Cybersecurity: Exploring core concepts through six scenarios

The authors introduce and explain core concepts of cybersecurity through six engaging practical scenarios. Presented as case studies, the scenarios illustrate how experts may reason through security challenges managing trust and information in the adversarial cyber world. The concepts revolve around adversarial thinking, including understanding the adversary; defining security goals; identifying targets, vulnerabilities, threats, and risks; and devising defenses. They also include dealing with confidentiality, integrity, availability (known as the “CIA triad”), authentication, key management, physical security, and social engineering. The authors hope that these scenarios will inspire students to explore this vital area more deeply.
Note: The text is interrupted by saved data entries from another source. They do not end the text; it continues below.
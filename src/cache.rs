use crate::config::CacheConfig;
use std::collections::HashMap;
use std::fmt::Display;
use std::hash::Hash;
use std::sync::{Mutex, MutexGuard};
use std::time::{Duration, Instant};

#[derive(Debug, Clone)]
struct CacheEntry<V> {
    value: V,
    created_at: Instant,
}

impl<V> CacheEntry<V> {
    fn is_expired(&self, ttl: Duration) -> bool {
        self.created_at.elapsed() > ttl
    }
}

#[derive(Debug, Default, Clone, Copy, PartialEq, Eq)]
pub struct CacheStats {
    pub hits: u64,
    pub misses: u64,
    pub inserts: u64,
    pub evictions: u64,
}

impl CacheStats {
    pub fn hit_rate(&self) -> f64 {
        if self.hits + self.misses == 0 {
            0.0
        } else {
            self.hits as f64 / (self.hits + self.misses) as f64
        }
    }
}

struct Inner<K, V> {
    store: HashMap<K, CacheEntry<V>>,
    stats: CacheStats,
}

/// Bounded in-memory cache with a fixed time-to-live per entry.
///
/// When full, inserting a new key evicts the oldest entry.
pub struct TtlCache<K, V> {
    inner: Mutex<Inner<K, V>>,
    max_size: usize,
    ttl: Duration,
}

impl<K, V> TtlCache<K, V>
where
    K: Eq + Hash + Clone + Display,
    V: Clone,
{
    pub fn new(config: &CacheConfig) -> Self {
        tracing::info!(
            "Initializing in-memory cache with max_size: {}, expiration: {}s",
            config.max_size,
            config.expiration
        );
        Self {
            inner: Mutex::new(Inner {
                store: HashMap::new(),
                stats: CacheStats::default(),
            }),
            max_size: config.max_size.max(1) as usize,
            ttl: Duration::from_secs(config.expiration),
        }
    }

    fn lock(&self) -> MutexGuard<'_, Inner<K, V>> {
        self.inner.lock().unwrap_or_else(|poisoned| {
            tracing::error!("Cache lock was poisoned, recovering");
            poisoned.into_inner()
        })
    }

    pub fn get(&self, key: &K) -> Option<V> {
        let mut inner = self.lock();
        let expired = inner.store.get(key).map(|entry| entry.is_expired(self.ttl));
        let fresh = match expired {
            Some(false) => inner.store.get(key).map(|entry| entry.value.clone()),
            Some(true) => {
                tracing::debug!("Cache entry expired for key: {}", key);
                inner.store.remove(key);
                None
            }
            None => None,
        };

        if fresh.is_some() {
            tracing::debug!("Cache hit for key: {}", key);
            inner.stats.hits += 1;
        } else {
            tracing::debug!("Cache miss for key: {}", key);
            inner.stats.misses += 1;
        }
        fresh
    }

    pub fn insert(&self, key: K, value: V) {
        let mut inner = self.lock();
        if inner.store.len() >= self.max_size && !inner.store.contains_key(&key) {
            let oldest = inner
                .store
                .iter()
                .min_by_key(|(_, entry)| entry.created_at)
                .map(|(k, _)| k.clone());
            if let Some(oldest) = oldest {
                inner.store.remove(&oldest);
                inner.stats.evictions += 1;
                tracing::debug!("Evicted oldest cache entry: {}", oldest);
            }
        }

        inner.store.insert(
            key,
            CacheEntry {
                value,
                created_at: Instant::now(),
            },
        );
        inner.stats.inserts += 1;
    }

    /// Drops every expired entry and returns how many were removed.
    pub fn sweep_expired(&self) -> usize {
        let mut inner = self.lock();
        let before = inner.store.len();
        let ttl = self.ttl;
        inner.store.retain(|_, entry| !entry.is_expired(ttl));
        let removed = before - inner.store.len();
        if removed > 0 {
            inner.stats.evictions += removed as u64;
            tracing::debug!("Cleaned up {} expired cache entries", removed);
        }
        removed
    }

    pub fn len(&self) -> usize {
        self.lock().store.len()
    }

    pub fn is_empty(&self) -> bool {
        self.len() == 0
    }

    pub fn stats(&self) -> CacheStats {
        self.lock().stats
    }
}
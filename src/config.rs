use serde::{Deserialize, Serialize};
use std::path::Path;

use crate::error::AppError;

const EMBEDDED_CONFIG: &str = include_str!("../config/config.toml");

/// Environment variable naming a TOML file that replaces the embedded config.
pub const CONFIG_PATH_ENV: &str = "POKEDEX_CONFIG";

#[derive(Deserialize, Serialize, Debug, Clone, Default)]
#[serde(default)]
pub struct Config {
    pub pokemon: PokemonConfig,
    pub cache: CacheConfig,
    pub scoring: ScoringConfig,
    pub server: ServerConfig,
    pub logging: LoggingConfig,
}

#[derive(Deserialize, Serialize, Debug, Clone)]
#[serde(default)]
pub struct PokemonConfig {
    pub api_url: String,
    pub page_size: u32,
    /// Transport timeout in seconds. Unset leaves reqwest's defaults alone.
    pub timeout: Option<u64>,
    pub cache_enabled: bool,
}

impl Default for PokemonConfig {
    fn default() -> Self {
        Self {
            api_url: "https://pokeapi.co/api/v2".to_string(),
            page_size: 30,
            timeout: None,
            cache_enabled: true,
        }
    }
}

#[derive(Deserialize, Serialize, Debug, Clone)]
#[serde(default)]
pub struct CacheConfig {
    pub max_size: u32,
    /// Seconds an entry stays fresh.
    pub expiration: u64,
    /// Seconds between background sweeps of expired entries.
    pub sweep_interval: u64,
}

impl Default for CacheConfig {
    fn default() -> Self {
        Self {
            max_size: 1000,
            expiration: 3600,
            sweep_interval: 300,
        }
    }
}

#[derive(Deserialize, Serialize, Debug, Clone)]
#[serde(default)]
pub struct ScoringConfig {
    pub duel_jitter: f64,
    pub team_jitter: f64,
    pub seed: Option<u64>,
}

impl Default for ScoringConfig {
    fn default() -> Self {
        Self {
            duel_jitter: 100.0,
            team_jitter: 200.0,
            seed: None,
        }
    }
}

#[derive(Deserialize, Serialize, Debug, Clone)]
#[serde(default)]
pub struct ServerConfig {
    pub bind_address: String,
}

impl Default for ServerConfig {
    fn default() -> Self {
        Self {
            bind_address: "0.0.0.0:3000".to_string(),
        }
    }
}

#[derive(Deserialize, Serialize, Debug, Clone, Copy, Default, PartialEq, Eq)]
#[serde(rename_all = "lowercase")]
pub enum LogFormat {
    #[default]
    Pretty,
    Json,
}

#[derive(Deserialize, Serialize, Debug, Clone, Default)]
#[serde(default)]
pub struct LoggingConfig {
    pub format: LogFormat,
}

impl Config {
    /// Loads the file named by `POKEDEX_CONFIG`, or the embedded default.
    pub fn load() -> Result<Self, AppError> {
        match std::env::var(CONFIG_PATH_ENV) {
            Ok(path) => Self::from_file(&path),
            Err(_) => Self::from_toml(EMBEDDED_CONFIG),
        }
    }

    pub fn from_file(path: impl AsRef<Path>) -> Result<Self, AppError> {
        let path = path.as_ref();
        let raw = std::fs::read_to_string(path).map_err(|e| {
            AppError::ConfigError(format!("cannot read {}: {}", path.display(), e))
        })?;
        Self::from_toml(&raw)
    }

    pub fn from_toml(raw: &str) -> Result<Self, AppError> {
        let config: Config = toml::from_str(raw)?;
        config.validate()?;
        Ok(config)
    }

    fn validate(&self) -> Result<(), AppError> {
        if self.pokemon.page_size == 0 {
            return Err(AppError::ConfigError(
                "pokemon.page_size must be at least 1".to_string(),
            ));
        }
        for (name, jitter) in [
            ("scoring.duel_jitter", self.scoring.duel_jitter),
            ("scoring.team_jitter", self.scoring.team_jitter),
        ] {
            if !jitter.is_finite() || jitter < 0.0 {
                return Err(AppError::ConfigError(format!(
                    "{name} must be a finite, non-negative number"
                )));
            }
        }
        Ok(())
    }
}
The target audience is anyone who is interested in learningabout cybersecurity, including those with little to no background in cybersecurity. This article will also interest those who teach cybersecurity and are seeking examples and structures for explaining its concepts. For students and educators, the authors include selected misconceptions they observed in student responses to scenarios. The contributions are novel educational case studies, not original technical research. The scenarios comprise responding to an e-mail about lost luggage containing specifications of a new product, delivering packages by drones, explaining a suspicious database input error, designing a corporate network that separates public and private segments, verifying compliance with the Nuclear Test Ban Treaty, and exfiltrating a USB stick from a top-secret government facility.